Jusqu'à présent, j'ai assez peu apprécié les romans de Colette dont j'ai croisé la route. Pourtant, je suis prête à réviser mon jugement après la lecture de "Claudine à l'école", un titre innocent qui sonne comme un album de Martine mais qui, en réalité, est beaucoup plus que cela.



Le ton de la narration est résolument moderne, voire provocateur pour l'époque. "Claudine à l'école" provoqua en effet un véritable scandale à sa parution (sous le nom du mari de Colette) car la liberté d'expression de la narratrice et le récurrent thème de l'attirance sentimentale et physique entre femmes - véritable fil rouge du roman - ont surpris et indigné les braves gens d'alors.
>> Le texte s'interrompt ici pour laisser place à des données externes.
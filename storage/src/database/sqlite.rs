//! SQLite database engine.

use errors::BackendError;
use tl_core::{BackendCategory, DatabaseEngine};
use validator::Validate;

use super::DatabaseSettings;

pub const NAME: &str = "sqlite";

#[derive(Debug, Clone, Validate)]
pub struct SqliteConfig {
    #[validate(length(min = 1, message = "database file path is required"))]
    pub path: String
}

#[derive(Debug)]
pub struct SqliteEngine {
    config: SqliteConfig,
    dsn: String
}

impl SqliteEngine {
    pub fn new(config: SqliteConfig) -> Self {
        let dsn = format!("sqlite://{}?mode=rwc", config.path);
        Self { config, dsn }
    }

    pub fn path(&self) -> &str {
        &self.config.path
    }
}

impl DatabaseEngine for SqliteEngine {
    fn backend(&self) -> &'static str {
        NAME
    }

    fn dsn(&self) -> &str {
        &self.dsn
    }
}

pub fn build(
    category: BackendCategory,
    settings: &DatabaseSettings
) -> Result<Box<dyn DatabaseEngine>, BackendError> {
    let config = SqliteConfig {
        path: settings.sqlite_path.clone()
    };
    config
        .validate()
        .map_err(|e| BackendError::invalid_config(category, NAME, e))?;

    Ok(Box::new(SqliteEngine::new(config)))
}
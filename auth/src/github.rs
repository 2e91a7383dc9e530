//! GitHub OAuth provider.

use errors::BackendError;
use tl_core::{AuthProvider, BackendCategory};
use tracing::debug;
use url::Url;
use validator::Validate;

use crate::AuthSettings;

pub const NAME: &str = "github";

const AUTHORIZE_ENDPOINT: &str = "https://github.com/login/oauth/authorize";
const REDIRECT_PATH: &str = "v1/api/auth/redirect";

#[derive(Debug, Clone, Validate)]
pub struct GithubConfig {
    #[validate(length(min = 1, message = "client ID is required"))]
    pub client_id: String,
    #[validate(length(min = 1, message = "client secret is required"))]
    pub client_secret: String,
    /// Restricts logins to members of this organization when set.
    pub organization: String
}

impl GithubConfig {
    pub fn scopes(&self) -> Vec<&'static str> {
        let mut scopes = vec!["read:user", "user:email"];
        if !self.organization.is_empty() {
            scopes.push("read:org");
        }
        scopes
    }
}

#[derive(Debug)]
pub struct GithubProvider {
    config: GithubConfig,
    endpoint: Url,
    redirect_url: Url
}

impl AuthProvider for GithubProvider {
    fn name(&self) -> &'static str {
        NAME
    }

    fn authorize_url(&self, state: &str) -> String {
        let mut url = self.endpoint.clone();
        url.query_pairs_mut()
            .append_pair("client_id", &self.config.client_id)
            .append_pair("redirect_uri", self.redirect_url.as_str())
            .append_pair("scope", &self.config.scopes().join(" "))
            .append_pair("state", state);
        url.to_string()
    }
}

pub fn build(
    category: BackendCategory,
    settings: &AuthSettings
) -> Result<Box<dyn AuthProvider>, BackendError> {
    let config = GithubConfig {
        client_id: settings.gh_client_id.clone(),
        client_secret: settings.gh_client_secret.clone(),
        organization: settings.gh_organization.clone()
    };
    config
        .validate()
        .map_err(|e| BackendError::invalid_config(category, NAME, e))?;

    let mut base = Url::parse(&settings.server_url).map_err(|e| {
        BackendError::invalid_config(category, NAME, format!("invalid server URL '{}': {e}", settings.server_url))
    })?;
    if !base.path().ends_with('/') {
        let path = format!("{}/", base.path());
        base.set_path(&path);
    }
    let redirect_url = base
        .join(REDIRECT_PATH)
        .map_err(|e| BackendError::invalid_config(category, NAME, e))?;

    let endpoint =
        Url::parse(AUTHORIZE_ENDPOINT).map_err(|e| BackendError::initialization(category, NAME, e))?;
    debug!(
        redirect = %redirect_url,
        organization = %config.organization,
        "GitHub provider configured"
    );

    Ok(Box::new(GithubProvider {
        config,
        endpoint,
        redirect_url
    }))
}

#[cfg(test)]
mod tests {
    use super::*;
    use std::collections::HashMap;

    fn settings() -> AuthSettings {
        AuthSettings {
            server_url: "https://registry.example.com".to_string(),
            gh_client_id: "client".to_string(),
            gh_client_secret: "secret".to_string(),
            gh_organization: String::new()
        }
    }

    fn query(url: &str) -> HashMap<String, String> {
        Url::parse(url).unwrap().query_pairs().into_owned().collect()
    }

    #[test]
    fn test_authorize_url() {
        let provider = build(BackendCategory::Auth, &settings()).unwrap();
        let url = provider.authorize_url("xyz");

        assert!(url.starts_with("https://github.com/login/oauth/authorize?"));
        let query = query(&url);
        assert_eq!(query["client_id"], "client");
        assert_eq!(query["state"], "xyz");
        assert_eq!(query["scope"], "read:user user:email");
        assert_eq!(
            query["redirect_uri"],
            "https://registry.example.com/v1/api/auth/redirect"
        );
    }

    #[test]
    fn test_organization_adds_scope() {
        let settings = AuthSettings {
            gh_organization: "acme".to_string(),
            ..settings()
        };
        let provider = build(BackendCategory::Auth, &settings).unwrap();
        assert_eq!(
            query(&provider.authorize_url("s"))["scope"],
            "read:user user:email read:org"
        );
    }

    #[test]
    fn test_redirect_keeps_base_path() {
        let settings = AuthSettings {
            server_url: "https://example.com/terralist".to_string(),
            ..settings()
        };
        let provider = build(BackendCategory::Auth, &settings).unwrap();
        assert_eq!(
            query(&provider.authorize_url("s"))["redirect_uri"],
            "https://example.com/terralist/v1/api/auth/redirect"
        );
    }

    #[test]
    fn test_credentials_are_required() {
        let settings = AuthSettings {
            gh_client_id: String::new(),
            gh_client_secret: String::new(),
            ..settings()
        };
        let err = build(BackendCategory::Auth, &settings).unwrap_err();
        let message = err.to_string();
        assert!(message.contains("auth backend 'github'"));
        assert!(message.contains("client ID is required"));
        assert!(message.contains("client secret is required"));
    }

    #[test]
    fn test_invalid_server_url() {
        let settings = AuthSettings {
            server_url: "not a url".to_string(),
            ..settings()
        };
        assert!(build(BackendCategory::Auth, &settings).is_err());
    }
}
//! S3 resolver: artifacts live in a bucket and are served through
//! virtual-hosted-style URLs.

use std::time::Duration;

use errors::BackendError;
use tl_core::{BackendCategory, StorageResolver};
use url::Url;
use validator::Validate;

use super::StorageSettings;

pub const NAME: &str = "s3";

#[derive(Debug, Clone, Validate)]
pub struct S3Config {
    #[validate(length(min = 1, message = "bucket name is required"))]
    pub bucket_name: String,
    #[validate(length(min = 1, message = "bucket region is required"))]
    pub bucket_region: String,
    pub access_key_id: String,
    pub secret_access_key: String,
    /// Presigned link lifetime, in minutes.
    #[validate(range(min = 1, max = 10080, message = "presign expiry must be between 1 and 10080 minutes"))]
    pub link_expire: i64
}

#[derive(Debug)]
pub struct S3Resolver {
    config: S3Config,
    endpoint: Url
}

impl S3Resolver {
    pub fn bucket(&self) -> &str {
        &self.config.bucket_name
    }

    pub fn expires_in(&self) -> Duration {
        Duration::from_secs(self.config.link_expire.unsigned_abs() * 60)
    }

    /// Whether static credentials were configured; otherwise the ambient
    /// AWS credential chain applies.
    pub fn has_static_credentials(&self) -> bool {
        !self.config.access_key_id.is_empty() && !self.config.secret_access_key.is_empty()
    }
}

impl StorageResolver for S3Resolver {
    fn name(&self) -> &'static str {
        NAME
    }

    fn locate(&self, key: &str) -> String {
        let mut url = self.endpoint.clone();
        if let Ok(mut segments) = url.path_segments_mut() {
            segments.pop_if_empty().extend(key.split('/'));
        }
        url.to_string()
    }
}

pub fn build(
    category: BackendCategory,
    settings: &StorageSettings
) -> Result<Box<dyn StorageResolver>, BackendError> {
    let config = S3Config {
        bucket_name: settings.s3_bucket_name.clone(),
        bucket_region: settings.s3_bucket_region.clone(),
        access_key_id: settings.s3_access_key_id.clone(),
        secret_access_key: settings.s3_secret_access_key.clone(),
        link_expire: settings.s3_presign_expire
    };
    config
        .validate()
        .map_err(|e| BackendError::invalid_config(category, NAME, e))?;

    let endpoint = Url::parse(&format!(
        "https://{}.s3.{}.amazonaws.com/",
        config.bucket_name, config.bucket_region
    ))
    .map_err(|e| BackendError::invalid_config(category, NAME, format!("invalid bucket endpoint: {e}")))?;

    Ok(Box::new(S3Resolver { config, endpoint }))
}

#[cfg(test)]
mod tests {
    use super::*;

    fn settings() -> StorageSettings {
        StorageSettings {
            s3_bucket_name: "terralist-modules".to_string(),
            s3_bucket_region: "eu-central-1".to_string(),
            s3_presign_expire: 15,
            ..Default::default()
        }
    }

    #[test]
    fn test_virtual_hosted_locations() {
        let resolver = build(BackendCategory::ModulesStorage, &settings()).unwrap();
        assert_eq!(
            resolver.locate("hashicorp/aws/5.0.0.zip"),
            "https://terralist-modules.s3.eu-central-1.amazonaws.com/hashicorp/aws/5.0.0.zip"
        );
        assert_eq!(
            resolver.locate("my module/v1.zip"),
            "https://terralist-modules.s3.eu-central-1.amazonaws.com/my%20module/v1.zip"
        );
    }

    #[test]
    fn test_bucket_and_region_are_required() {
        let err = build(BackendCategory::ModulesStorage, &StorageSettings {
            s3_presign_expire: 15,
            ..Default::default()
        })
        .unwrap_err();

        let message = err.to_string();
        assert!(message.contains("modules storage"));
        assert!(message.contains("bucket name is required"));
        assert!(message.contains("bucket region is required"));
    }

    #[test]
    fn test_presign_expiry() {
        let config = S3Config {
            bucket_name: "b".to_string(),
            bucket_region: "r".to_string(),
            access_key_id: String::new(),
            secret_access_key: String::new(),
            link_expire: 30
        };
        let endpoint = Url::parse("https://b.s3.r.amazonaws.com/").unwrap();
        let resolver = S3Resolver { config, endpoint };

        assert_eq!(resolver.expires_in(), Duration::from_secs(1800));
        assert_eq!(resolver.bucket(), "b");
        assert!(!resolver.has_static_credentials());

        let err = build(BackendCategory::ModulesStorage, &StorageSettings {
            s3_presign_expire: 0,
            ..settings()
        })
        .unwrap_err();
        assert!(err.to_string().contains("presign expiry"));
    }
}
Aujourd'hui, le lecteur n'est plus effarouché mais admiratif du style facétieux et bien rythmé, de la richesse du lexique, de la musicalité du phrasé et de la truculence des lieux et personnages.
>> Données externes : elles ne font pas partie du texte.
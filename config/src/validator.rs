//! # Configuration Validation
//!
//! Coerces merged raw values into their declared types and checks per-flag
//! rules, producing the immutable [`ResolvedConfig`].
//!
//! Every flag is checked; all violations are collected and reported
//! together in one [`ValidationError`].

use std::collections::{BTreeMap, BTreeSet};

use errors::{ValidationError, Violation, ViolationKind};
use validator::ValidateRange;

use crate::registry::{FlagRegistry, FlagSpec, Rule};
use crate::types::{
    FlagKind, FlagValue, RawEntry, RawValue, RawValueSet, ResolvedConfig, ResolvedValue, ValueSource
};

/// Parse a boolean token. Accepts `true`/`false` and the usual aliases,
/// case-insensitively.
pub fn parse_bool(token: &str) -> Option<bool> {
    match token.trim().to_lowercase().as_str() {
        "true" | "t" | "1" | "yes" | "y" | "on" => Some(true),
        "false" | "f" | "0" | "no" | "n" | "off" => Some(false),
        _ => None
    }
}

/// Parse a base-10 integer with an optional sign. Separators such as `_`
/// or `,` are rejected.
pub fn parse_int(token: &str) -> Option<i64> {
    token.trim().parse::<i64>().ok()
}

/// Convert `raw` into `kind`.
///
/// # Errors
///
/// [`ViolationKind::TypeMismatch`] when the value cannot represent `kind`.
pub fn coerce(raw: &RawValue, kind: FlagKind) -> Result<FlagValue, ViolationKind> {
    let mismatch = || ViolationKind::TypeMismatch {
        expected: kind.to_string(),
        found: raw.to_string()
    };

    match (kind, raw) {
        (FlagKind::String, raw) => Ok(FlagValue::String(raw.to_string())),
        (FlagKind::Integer, RawValue::Integer(i)) => Ok(FlagValue::Integer(*i)),
        (FlagKind::Integer, RawValue::Text(s)) => parse_int(s).map(FlagValue::Integer).ok_or_else(mismatch),
        (FlagKind::Integer, RawValue::Boolean(_)) => Err(mismatch()),
        (FlagKind::Boolean, RawValue::Boolean(b)) => Ok(FlagValue::Boolean(*b)),
        (FlagKind::Boolean, RawValue::Integer(0)) => Ok(FlagValue::Boolean(false)),
        (FlagKind::Boolean, RawValue::Integer(1)) => Ok(FlagValue::Boolean(true)),
        (FlagKind::Boolean, RawValue::Integer(_)) => Err(mismatch()),
        (FlagKind::Boolean, RawValue::Text(s)) => parse_bool(s).map(FlagValue::Boolean).ok_or_else(mismatch)
    }
}

fn is_missing(spec: &FlagSpec, value: &FlagValue, source: &ValueSource) -> bool {
    spec.is_required()
        && match value {
            FlagValue::String(s) => s.is_empty(),
            FlagValue::Integer(_) | FlagValue::Boolean(_) => *source == ValueSource::Default
        }
}

fn check_rule(spec: &FlagSpec, value: &FlagValue) -> Option<ViolationKind> {
    match (spec.rule()?, value) {
        (Rule::Range { min, max }, FlagValue::Integer(v)) => {
            if v.validate_range(Some(*min), Some(*max), None, None) {
                None
            } else {
                Some(ViolationKind::OutOfRange {
                    min: *min,
                    max: *max,
                    value: *v
                })
            }
        }
        (Rule::OneOf(allowed), FlagValue::String(s)) => {
            // An unset optional flag is not subject to its value list.
            if (s.is_empty() && !spec.is_required()) || allowed.iter().any(|a| a == s) {
                None
            } else {
                Some(ViolationKind::NotAllowed {
                    value: s.clone(),
                    allowed: allowed.clone()
                })
            }
        }
        _ => None
    }
}

fn resolve_flag(spec: &FlagSpec, entry: Option<&RawEntry>) -> Result<ResolvedValue, ViolationKind> {
    let (value, source) = match entry {
        Some(entry) => (coerce(&entry.value, spec.kind())?, entry.source.clone()),
        None => (spec.default().clone(), ValueSource::Default)
    };

    if is_missing(spec, &value, &source) {
        return Err(ViolationKind::Missing);
    }
    if let Some(violation) = check_rule(spec, &value) {
        return Err(violation);
    }

    Ok(ResolvedValue::new(value, source))
}

/// Coerce and validate every registered flag.
///
/// # M-CANONICAL-DOCS
///
/// ## Purpose
/// Turns the merged, interpolated raw values into a [`ResolvedConfig`].
/// A flag absent from `raw` takes its declared default.
///
/// ## Validation Rules
/// - Integers: base-10, optional sign, no separators
/// - Booleans: `true`/`false`, `1`/`0`, `t`/`f`, `yes`/`no`, `y`/`n`,
///   `on`/`off` (case-insensitive); config-file integers `0` and `1`
/// - Required strings must be non-empty; required integers and booleans
///   must come from some source other than the default
/// - [`Rule::Range`] bounds are inclusive
/// - [`Rule::OneOf`] does not apply to an empty optional string
///
/// ## Errors
/// A [`ValidationError`] listing every violation, in registry order.
/// Resolution is pure: the same input always yields the same output.
pub fn resolve(registry: &FlagRegistry, raw: &RawValueSet) -> Result<ResolvedConfig, ValidationError> {
    let mut values = BTreeMap::new();
    let mut sensitive = BTreeSet::new();
    let mut violations = Vec::new();

    for spec in registry.all() {
        if spec.is_sensitive() {
            sensitive.insert(spec.name().to_string());
        }
        match resolve_flag(spec, raw.get(spec.name())) {
            Ok(value) => {
                values.insert(spec.name().to_string(), value);
            }
            Err(kind) => violations.push(Violation::new(spec.name(), kind))
        }
    }

    if violations.is_empty() {
        Ok(ResolvedConfig::new(values, sensitive))
    } else {
        Err(ValidationError::new(violations))
    }
}
//! # Configuration Precedence
//!
//! Merges flag values from every source into one [`RawValueSet`].
//!
//! # Precedence Order
//! 1. CLI arguments (highest priority)
//! 2. Environment variables
//! 3. Configuration file
//! 4. Default values (lowest priority)
//!
//! Only flags passed explicitly on the command line take part in the CLI
//! layer, so passing a flag's default value on purpose still overrides a
//! file or environment entry.

use std::collections::BTreeMap;
use std::path::Path;

use tracing::{debug, warn};

use crate::registry::FlagRegistry;
use crate::types::{CliValues, RawEntry, RawValue, RawValueSet, ValueSource};

/// Attach file provenance to the values loaded from `path`, dropping keys
/// that do not name a registered flag.
pub fn file_entries(
    registry: &FlagRegistry,
    path: &Path,
    values: BTreeMap<String, RawValue>
) -> BTreeMap<String, RawEntry> {
    let mut entries = BTreeMap::new();
    for (key, value) in values {
        if !registry.contains(&key) {
            warn!(path = %path.display(), key = %key, "Ignoring unknown config file key");
            continue;
        }
        entries.insert(
            key,
            RawEntry::new(value, ValueSource::ConfigFile(path.to_path_buf()))
        );
    }
    entries
}

/// Merge all sources into one raw value set.
///
/// # M-CANONICAL-DOCS
///
/// ## Purpose
/// Starts from every flag's declared default, then overlays the config
/// file, the environment and the explicitly passed command-line values, in
/// that order. Later layers replace earlier ones per flag.
///
/// ## Usage
/// ```rust
/// use config::{CliValues, FlagRegistry, FlagSpec, merge_configs};
/// use std::collections::BTreeMap;
///
/// let registry = FlagRegistry::from_specs([
///     FlagSpec::integer("port").default_value(5758),
/// ]).unwrap();
/// let cli = CliValues::new().with("port", "8080");
///
/// let merged = merge_configs(&registry, BTreeMap::new(), BTreeMap::new(), &cli);
/// assert_eq!(merged.get("port").unwrap().value.to_string(), "8080");
/// ```
///
/// ## Result
/// Every registered flag has exactly one entry; nothing else does.
pub fn merge_configs(
    registry: &FlagRegistry,
    file: BTreeMap<String, RawEntry>,
    env: BTreeMap<String, RawEntry>,
    cli: &CliValues
) -> RawValueSet {
    let mut merged = RawValueSet::new();
    for spec in registry.all() {
        merged.insert(
            spec.name(),
            RawEntry::new(spec.default().clone().into(), ValueSource::Default)
        );
    }

    merge_with_logging(registry, &mut merged, file, "file");
    merge_with_logging(registry, &mut merged, env, "env");

    let mut explicit = BTreeMap::new();
    for (name, value) in cli.iter() {
        if !registry.contains(name) {
            warn!(flag = name, "Ignoring unknown command-line flag");
            continue;
        }
        explicit.insert(
            name.to_string(),
            RawEntry::new(RawValue::from(value), ValueSource::CommandLine)
        );
    }
    merge_with_logging(registry, &mut merged, explicit, "cli");

    merged
}

fn merge_with_logging(
    registry: &FlagRegistry,
    base: &mut RawValueSet,
    layer: BTreeMap<String, RawEntry>,
    source_name: &str
) {
    let mut changes = Vec::new();

    for (name, entry) in layer {
        let Ok(spec) = registry.lookup(&name) else {
            continue;
        };
        if spec.is_sensitive() {
            changes.push(format!("{name} = ***"));
        } else {
            changes.push(format!("{name} = {}", entry.value));
        }
        base.insert(name, entry);
    }

    if !changes.is_empty() {
        debug!("Configuration from {}: {:?}", source_name, changes);
    }
}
La narratrice ne ménage personne, ni son entourage, ni ses amies, ni ses institutrices et inspecteurs d'examen ; seule sa chatte trouve grâce à ses yeux.



"Claudine à l'école" est un roman très sensuel, surtout pour les mœurs de 1900, date de parution. Il présente la gent féminine sous un jour rebelle, avide d'indépendance ou de soumission - selon l'éduction reçue -, rusée et futée, facilement cruelle - ou farouche et déterminée selon le point de vue.



Bien plus mature qu'un "Poil de Carotte", "Claudine à l'école" est bien plus que le simple récit d'une succession de gamineries et de roueries adolescentes, c'est un témoignage et un cri de libération d'une nature en mal d'émancipation.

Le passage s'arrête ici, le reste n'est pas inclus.